Em Senhora do Destino, o carnavalesco Ubiracy passa grande parte do tempo no barracão da Unidos de Vila São Miguel. Mas Luiz Henrique Nogueira, intérprete do personagem, nunca tinha entrado num barracão na vida real. Convidado pelo jornal carioca Extra, ele foi visitar a Porto da Pedra, no Rio, e conhecer de perto o trabalho do carnavalesco da escola, Alexandre Louzada.
“Para o ator, é importante conhecer a realidade”, lembra Luiz Henrique. “No começo da novela, recebi uma pesquisa grande da produção, mas não tive a oportunidade de ver de perto como funcionam os bastidores de uma escola de samba”. Agora ele já sabe.

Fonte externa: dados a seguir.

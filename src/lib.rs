//! reelmatch - Short film catalog mirror and media matcher
//!
//! Answers natural-language media requests ("play a short film by X") by
//! matching them against a locally mirrored catalog of short films synced
//! from a remote source.
//!
//! # Architecture
//!
//! ```text
//! SyncManager ─> CatalogStore ─> KeywordExtractor (vocabulary rebuilt per merge)
//!                     │
//!                     └─> QueryMatcher / PlaylistBuilder ─> MatchResult
//! ```
//!
//! # Modules
//!
//! - `adapters`: Catalog snapshot sources (HTTP, file)
//! - `core`: Host-facing skill surface
//! - `domain`: Data structures (VideoRecord, MediaType, MatchResult)
//! - `library`: Catalog, persistent store, entity vocabulary
//! - `search`: Query matching, featured view, playlists
//! - `sync`: Jittered background synchronisation
//! - `cli`: Command-line interface
//!
//! # Usage
//!
//! ```bash
//! # Pull the remote catalog
//! reelmatch sync
//!
//! # Ask for something
//! reelmatch search "play the olympians" --media-type short_film
//!
//! # Keep the mirror fresh
//! reelmatch watch
//! ```

pub mod adapters;
pub mod cli;
pub mod config;
pub mod core;
pub mod domain;
pub mod library;
pub mod search;
pub mod sync;

// Re-export main types at crate root for convenience
pub use crate::core::ShortFilmSkill;
pub use domain::{MatchResult, MediaType, PlaybackType, ResultKind, SkillIdentity, VideoRecord};
pub use library::{Catalog, CatalogStore, EntityCategory, EntityVocabulary, KeywordExtractor};
pub use search::{PlaylistBuilder, QueryMatcher, SearchError, SearchResults};
pub use sync::{SyncHandle, SyncManager, SyncSchedule};
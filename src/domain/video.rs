//! Video records mirrored from the remote catalog.

use serde::{Deserialize, Serialize};

/// Prefix the host player understands for YouTube-backed streams
pub const YOUTUBE_URI_PREFIX: &str = "youtube//";

/// A single short film in the catalog
#[derive(Debug, Clone, PartialEq, Eq, Serialize, Deserialize)]
pub struct VideoRecord {
    /// Original source URL (primary key)
    #[serde(default)]
    pub url: String,

    /// Raw upload title, e.g. `CGI 3D Animated Short: "Dust" by - ESMA`
    pub title: String,

    /// Channel or credited author
    #[serde(default, skip_serializing_if = "Option::is_none")]
    pub author: Option<String>,

    /// Thumbnail URI
    #[serde(default)]
    pub thumbnail: String,
}

impl VideoRecord {
    /// Create a new record
    pub fn new(url: impl Into<String>, title: impl Into<String>) -> Self {
        Self {
            url: url.into(),
            title: title.into(),
            author: None,
            thumbnail: String::new(),
        }
    }

    /// Set the author
    pub fn with_author(mut self, author: impl Into<String>) -> Self {
        self.author = Some(author.into());
        self
    }

    /// Set the thumbnail
    pub fn with_thumbnail(mut self, thumbnail: impl Into<String>) -> Self {
        self.thumbnail = thumbnail.into();
        self
    }

    /// Playback URI handed to the host
    pub fn playback_uri(&self) -> String {
        format!("{}{}", YOUTUBE_URI_PREFIX, self.url)
    }

    /// Overwrite fields with those of `incoming`.
    ///
    /// Absent author and empty thumbnail keep the stored value. Returns true
    /// when anything changed.
    pub fn absorb(&mut self, incoming: VideoRecord) -> bool {
        let mut changed = false;

        if self.title != incoming.title {
            self.title = incoming.title;
            changed = true;
        }

        if let Some(author) = incoming.author {
            if self.author.as_deref() != Some(author.as_str()) {
                self.author = Some(author);
                changed = true;
            }
        }

        if !incoming.thumbnail.is_empty() && self.thumbnail != incoming.thumbnail {
            self.thumbnail = incoming.thumbnail;
            changed = true;
        }

        changed
    }
}

#[cfg(test)]
mod tests {
    use super::*;

    #[test]
    fn test_playback_uri() {
        let record = VideoRecord::new("https://www.youtube.com/watch?v=abc", "Dust");
        assert_eq!(
            record.playback_uri(),
            "youtube//https://www.youtube.com/watch?v=abc"
        );
    }

    #[test]
    fn test_absorb_keeps_missing_fields() {
        let mut stored = VideoRecord::new("u", "Old title")
            .with_author("ESMA")
            .with_thumbnail("https://img/1.jpg");

        let changed = stored.absorb(VideoRecord::new("u", "New title"));

        assert!(changed);
        assert_eq!(stored.title, "New title");
        assert_eq!(stored.author.as_deref(), Some("ESMA"));
        assert_eq!(stored.thumbnail, "https://img/1.jpg");
    }

    #[test]
    fn test_absorb_identical_is_noop() {
        let mut stored = VideoRecord::new("u", "Title").with_thumbnail("t");
        assert!(!stored.absorb(stored.clone()));
    }

    #[test]
    fn test_deserialize_remote_schema() {
        let json = r#"{"title": "Dust", "url": "https://y/1", "thumbnail": "https://i/1", "author": "TheCGBros"}"#;
        let record: VideoRecord = serde_json::from_str(json).unwrap();
        assert_eq!(record.author.as_deref(), Some("TheCGBros"));

        let missing_title = r#"{"url": "https://y/1"}"#;
        assert!(serde_json::from_str::<VideoRecord>(missing_title).is_err());
    }
}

No papo com Louzada, o ator quis saber se as atitudes de seu personagem são semelhantes ao que acontece nas escolas: sua relação com o patrono, Giovanni (José Wilker), a amizade com a destaque Nalva (Tânia Kalil) e a preocupação com os custos do Carnaval. “O que é mostrado na novela é bem próximo do real”, comenta Louzada. “A única coisa que destoa é o fato de barracão e quadra serem no mesmo local. Além disso, parece que a Unidos de Vila São Miguel ensaia todo dia!”
No barracão, sob o olhar curioso dos funcionários, Ubiracy, ou melhor, Luiz Henrique, foi apresentado por Louzada como o novo carnavalesco da Porto da Pedra. Mas Bira não pôde aceitar, porque ainda tem muito trabalho pela frente em Vila São Miguel. E afinal, como diria Giová, “o tempo ruge e a Sapucaí é grande”.
A comparação entre o trabalho de Alexandre Louzada e o de Ubiracy foi a tônica do encontro entre carnavalesco e ator. Louzada disse, por exemplo, que o estilo e o jeito de falar do bicheiro Giovanni pode ser reconhecido nos patronos de várias agremiações. Além do mais, a disputa pelo cargo de madrinha de bateria é bastante real.
“É normal que Regininha (Maria Maya) ocupe o posto, já que é namorada do filho do patrono, mas o destaque principal, em vez de Nalva, deveria ser Danielle (Ludmila Dayer), namorada de Giová”, opina Louzada.
“O patrono reluta em colocar Danielle como madrinha da bateria, porque ela não é da comunidade”, explica Luiz Henrique, que questiona: “As pessoas da escola não se sentem desprestigiadas, quando algumas estrelas ocupam postos importantes?”